Массивное тело с блестящей черной гривой врезается в меня. Я хватаюсь за мягкий мех и ударяюсь спиной о ковер. Она горит, когда меня протаскивают по нему. Рассыпавшиеся осколки стекла режут мне кожу. Я врезаюсь в деревянный стол Гэвина и прикусываю язык, чтобы не закричать.

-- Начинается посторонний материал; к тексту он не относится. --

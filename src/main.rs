use std::env;
use std::fs;

use anyhow::{Context, Result, bail};
use chrono::{DateTime, Utc};
use nearby_traveler::dates::parse_instant;
use nearby_traveler::{BucketKind, Clock, LocationView, SystemClock, TravelPlan, User};

fn main() -> Result<()> {
    let args: Vec<String> = env::args().collect();
    if args.len() < 3 {
        eprintln!("Usage: {} <user.json> <plans.json> [now]", args[0]);
        eprintln!("  user.json: user profile as returned by /api/users/:id");
        eprintln!("  plans.json: array as returned by /api/travel-plans/:id");
        eprintln!("  now: RFC 3339 timestamp or YYYY-MM-DD (default: current time)");
        std::process::exit(1);
    }

    let user: User = read_json(&args[1])?;
    let plans: Vec<TravelPlan> = read_json(&args[2])?;

    let now = match args.get(3) {
        Some(raw) => parse_now(raw)?,
        None => SystemClock.now(),
    };

    let view = LocationView::build(&user, &plans, now);

    println!("User: {} ({}, {})", user.username, user.id, user.user_type);
    println!("As of: {}", now.to_rfc3339());
    println!("Hometown: {}", display_or_none(&view.resolved.hometown));

    match (&view.resolved.travel_to, view.resolved.is_traveling) {
        (Some(dest), true) => println!("Status: TRAVELING to {}", dest),
        _ => println!("Status: AT HOME"),
    }

    println!("Badge: {}", view.badge.label);
    for kind in [BucketKind::HereNow, BucketKind::Locals] {
        println!("Bucket '{}': {}", kind, display_or_none(view.buckets.get(kind)));
    }
    println!(
        "Weather lookup: {}",
        view.weather_location.as_deref().unwrap_or("N/A")
    );

    Ok(())
}

fn read_json<T: serde::de::DeserializeOwned>(path: &str) -> Result<T> {
    let raw = fs::read_to_string(path).with_context(|| format!("Failed to read {}", path))?;
    serde_json::from_str(&raw).with_context(|| format!("Failed to parse {}", path))
}

fn parse_now(raw: &str) -> Result<DateTime<Utc>> {
    match parse_instant(raw) {
        Some(now) => Ok(now),
        None => bail!("Invalid 'now' value: {}", raw),
    }
}

fn display_or_none(s: &str) -> &str {
    if s.is_empty() { "N/A" } else { s }
}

Гончая нависает надо мной. Она крупнее тех, что я когда-нибудь видела. Будь я на ногах, она достигала бы мне до груди — стоя на четырех лапах. Темный мех блестит и идет волнами в сумрачном свете камина, меняя оттенки на фиолетовый, зеленый и красный. Глаза ее горят алым огнем.
Cù sìth. Печать продолжает ломаться, и теперь гончие проникают к нам, как и предсказывал Деррик.
Я остаюсь неподвижной. Собака обнюхивает меня, чтобы убедиться, что я тот самый человек, которого она ищет. Которого ее послали убить.
— Айлиэн!
Голос Гэвина звучит словно издалека, как будто он уже не в комнате.
Я хватаюсь за мех, запускаю в него пальцы. Я знаю, что собака убьет меня, как только поймет, кто я, и мне нужно от нее избавиться. Но гончая слишком тяжелая, добрых семнадцать стоунов чистого веса, давящих на меня. Мой корсет, при всей его широте, мешает дышать, а тело гончей делает все еще хуже. Сердце колотится в ушах, ритмичный стук становится громче, громче…
Cù sìth снова втягивает носом воздух, открывает глаза и рычит. Теперь она знает, кто я такая. Что я такое. У нее острые, как кинжалы, зубы. Я втягиваю воздух, не в силах пошевелиться, даже если захочу.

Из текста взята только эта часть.